In our age there has been much talk about the importance of doubt for science and scholarship, but what doubt is to science, irony is to personal life. Just as scientists maintain that there is no true science without doubt, so it may be maintained with the same right that no genuinely human life is possible without irony. Irony limits, finitizes, and circumscribes and thereby yields truth, actuality, content; it disciplines and punishes and thereby yields balance and consistency. Irony is a disciplinarian feared only by those who do not know it but loved by those who do. Anyone who does not understand irony at all, who has no ear for its whispering, lacks eo ipso [precisely thereby] what could be called the absolute beginning of personal life; he lacks what momentarily is indispensable for personal life; he lacks the bath of regeneration and rejuvenation, irony's baptism of purification that rescues the soul from having its life in finitude even though it is living energetically and robustly in it.
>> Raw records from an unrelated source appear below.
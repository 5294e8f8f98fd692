use axum::{
    extract::{rejection::{JsonRejection, PathRejection}, Path, State},
    http::StatusCode,
    Extension, Json,
};
use serde_json::Value;
use service::auth::Claims;
use service::errors::ServiceError;
use service::subscription::{Created, Subscription};
use tracing::info;

use crate::{errors::JsonApiError, routes::auth::ServerState};

/// Also mounted at `/abonnement/add`.
#[utoipa::path(
    post, path = "/abonnement", tag = "abonnement",
    request_body = crate::openapi::CreateSubscriptionDoc,
    responses(
        (status = 201, description = "Created", body = crate::openapi::CreatedDoc),
        (status = 400, description = "Missing or invalid field", body = crate::openapi::ErrorDoc),
        (status = 401, description = "Unauthorized", body = crate::openapi::ErrorDoc),
        (status = 404, description = "Customer or vehicle not found", body = crate::openapi::ErrorDoc),
        (status = 500, description = "Unexpected error", body = crate::openapi::ErrorDoc)
    ),
    security(("bearer" = []))
)]
pub async fn create_subscription(
    State(state): State<ServerState>,
    Extension(claims): Extension<Claims>,
    payload: Result<Json<Value>, JsonRejection>,
) -> Result<(StatusCode, Json<Created>), JsonApiError> {
    let Json(payload) = payload?;
    let created = state.subscriptions.create(&payload).await?;
    info!(subscription_id = created.subscription_id, caller = %claims.sub, "created subscription");
    Ok((StatusCode::CREATED, Json(created)))
}

#[utoipa::path(
    get, path = "/abonnement", tag = "abonnement",
    responses(
        (status = 200, description = "All subscriptions", body = [crate::openapi::SubscriptionDoc]),
        (status = 401, description = "Unauthorized", body = crate::openapi::ErrorDoc),
        (status = 500, description = "Unexpected error", body = crate::openapi::ErrorDoc)
    ),
    security(("bearer" = []))
)]
pub async fn list_subscriptions(State(state): State<ServerState>) -> Result<Json<Vec<Subscription>>, JsonApiError> {
    let all = state.subscriptions.list_all().await?;
    info!(count = all.len(), "list subscriptions");
    Ok(Json(all))
}

#[utoipa::path(
    get, path = "/abonnement/{id}", tag = "abonnement",
    params(("id" = i64, Path, description = "Subscription id")),
    responses(
        (status = 200, description = "OK", body = crate::openapi::SubscriptionDoc),
        (status = 401, description = "Unauthorized", body = crate::openapi::ErrorDoc),
        (status = 404, description = "Not Found", body = crate::openapi::ErrorDoc),
        (status = 500, description = "Unexpected error", body = crate::openapi::ErrorDoc)
    ),
    security(("bearer" = []))
)]
pub async fn get_subscription(
    State(state): State<ServerState>,
    id: Result<Path<i64>, PathRejection>,
) -> Result<Json<Subscription>, JsonApiError> {
    let Path(id) = id?;
    // ids are assigned as i32, anything wider was never handed out
    let id = i32::try_from(id).map_err(|_| ServiceError::not_found("subscription"))?;
    Ok(Json(state.subscriptions.get_by_id(id).await?))
}
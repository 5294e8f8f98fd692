use async_trait::async_trait;
use sea_orm::{DatabaseConnection, NotSet, Set};

use super::domain::{NewSubscription, Subscription};
use crate::errors::ServiceError;

/// Persistence contract for subscription rows.
#[async_trait]
pub trait SubscriptionRepository: Send + Sync {
    /// Single-statement insert; returns the assigned `subscription_id`.
    async fn insert(&self, new: &NewSubscription) -> Result<i32, ServiceError>;
    /// Every row, ordered by `subscription_id`.
    async fn list_all(&self) -> Result<Vec<Subscription>, ServiceError>;
    async fn get_by_id(&self, id: i32) -> Result<Option<Subscription>, ServiceError>;
}

/// SeaORM-backed repository implementation.
pub struct SeaOrmSubscriptionRepository {
    pub db: DatabaseConnection,
}

impl SeaOrmSubscriptionRepository {
    pub fn new(db: DatabaseConnection) -> Self { Self { db } }
}

fn to_active_model(new: &NewSubscription) -> models::subscription::ActiveModel {
    models::subscription::ActiveModel {
        subscription_id: NotSet,
        customer_id: Set(new.customer_id),
        vehicle_id: Set(new.vehicle_id),
        term: Set(new.term),
        price_per_month: Set(new.price_per_month.to_string()),
        start_month: Set(new.start_month.clone()),
        end_month: Set(new.end_month.clone()),
        restance: Set(new.restance),
        contract_information: Set(new.contract_information.clone()),
    }
}

#[async_trait]
impl SubscriptionRepository for SeaOrmSubscriptionRepository {
    async fn insert(&self, new: &NewSubscription) -> Result<i32, ServiceError> {
        let id = models::subscription::insert(&self.db, to_active_model(new)).await?;
        Ok(id)
    }

    async fn list_all(&self) -> Result<Vec<Subscription>, ServiceError> {
        models::subscription::find_all(&self.db)
            .await?
            .into_iter()
            .map(Subscription::try_from)
            .collect()
    }

    async fn get_by_id(&self, id: i32) -> Result<Option<Subscription>, ServiceError> {
        models::subscription::find(&self.db, id)
            .await?
            .map(Subscription::try_from)
            .transpose()
    }
}

/// Simple in-memory mock repository for tests and doc examples
pub mod mock {
    use super::*;
    use std::sync::atomic::{AtomicBool, Ordering};
    use std::sync::Mutex;

    #[derive(Default)]
    pub struct MockSubscriptionRepository {
        rows: Mutex<Vec<Subscription>>,
        fail_writes: AtomicBool,
    }

    impl MockSubscriptionRepository {
        /// Make every subsequent insert fail as if the store were unavailable.
        pub fn fail_writes(&self, fail: bool) {
            self.fail_writes.store(fail, Ordering::SeqCst);
        }

        pub fn len(&self) -> usize {
            self.rows.lock().unwrap_or_else(|e| e.into_inner()).len()
        }

        pub fn is_empty(&self) -> bool { self.len() == 0 }
    }

    #[async_trait]
    impl SubscriptionRepository for MockSubscriptionRepository {
        async fn insert(&self, new: &NewSubscription) -> Result<i32, ServiceError> {
            if self.fail_writes.load(Ordering::SeqCst) {
                return Err(ServiceError::Db("store unavailable".into()));
            }
            let mut rows = self.rows.lock().unwrap_or_else(|e| e.into_inner());
            let id = rows.last().map(|r| r.subscription_id + 1).unwrap_or(1);
            rows.push(Subscription::from_new(id, new.clone()));
            Ok(id)
        }

        async fn list_all(&self) -> Result<Vec<Subscription>, ServiceError> {
            Ok(self.rows.lock().unwrap_or_else(|e| e.into_inner()).clone())
        }

        async fn get_by_id(&self, id: i32) -> Result<Option<Subscription>, ServiceError> {
            let rows = self.rows.lock().unwrap_or_else(|e| e.into_inner());
            Ok(rows.iter().find(|r| r.subscription_id == id).cloned())
        }
    }
}

#[cfg(test)]
mod tests {
    use super::*;
    use crate::test_support::{memory_repo, sample};
    use rust_decimal::Decimal;
    use std::str::FromStr;

    #[tokio::test]
    async fn seaorm_round_trip_keeps_exact_price() -> Result<(), anyhow::Error> {
        let repo = memory_repo().await?;
        let mut new = sample();
        new.price_per_month = Decimal::from_str("299.99")?;

        let id = repo.insert(&new).await?;
        let found = repo.get_by_id(id).await?.expect("stored row");
        assert_eq!(found, Subscription::from_new(id, new));
        assert_eq!(found.price_per_month.to_string(), "299.99");
        Ok(())
    }

    #[tokio::test]
    async fn seaorm_list_is_empty_then_ordered() -> Result<(), anyhow::Error> {
        let repo = memory_repo().await?;
        assert!(repo.list_all().await?.is_empty());

        let a = repo.insert(&sample()).await?;
        let b = repo.insert(&sample()).await?;
        assert!(b > a);
        let ids: Vec<i32> = repo.list_all().await?.iter().map(|s| s.subscription_id).collect();
        assert_eq!(ids, vec![a, b]);
        Ok(())
    }

    #[tokio::test]
    async fn seaorm_unknown_id_is_none() -> Result<(), anyhow::Error> {
        let repo = memory_repo().await?;
        assert!(repo.get_by_id(1).await?.is_none());
        Ok(())
    }
}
He does not know the refreshment and strengthening that come with undressing when the air gets too hot and heavy and diving into the sea of irony, not in order to stay there, of course, but in order to come out healthy, happy, and buoyant and to dress again.
Therefore, if at times someone is heard talking with great superiority about irony in the infinite striving in which it runs wild, one may certainly agree with him, but insofar as he does not perceive the infinity that moves in irony, he stands not above but below irony. So it is always wherever we disregard the dialectic of life.
— from The Concept of Irony, by Søren Kierkegaard.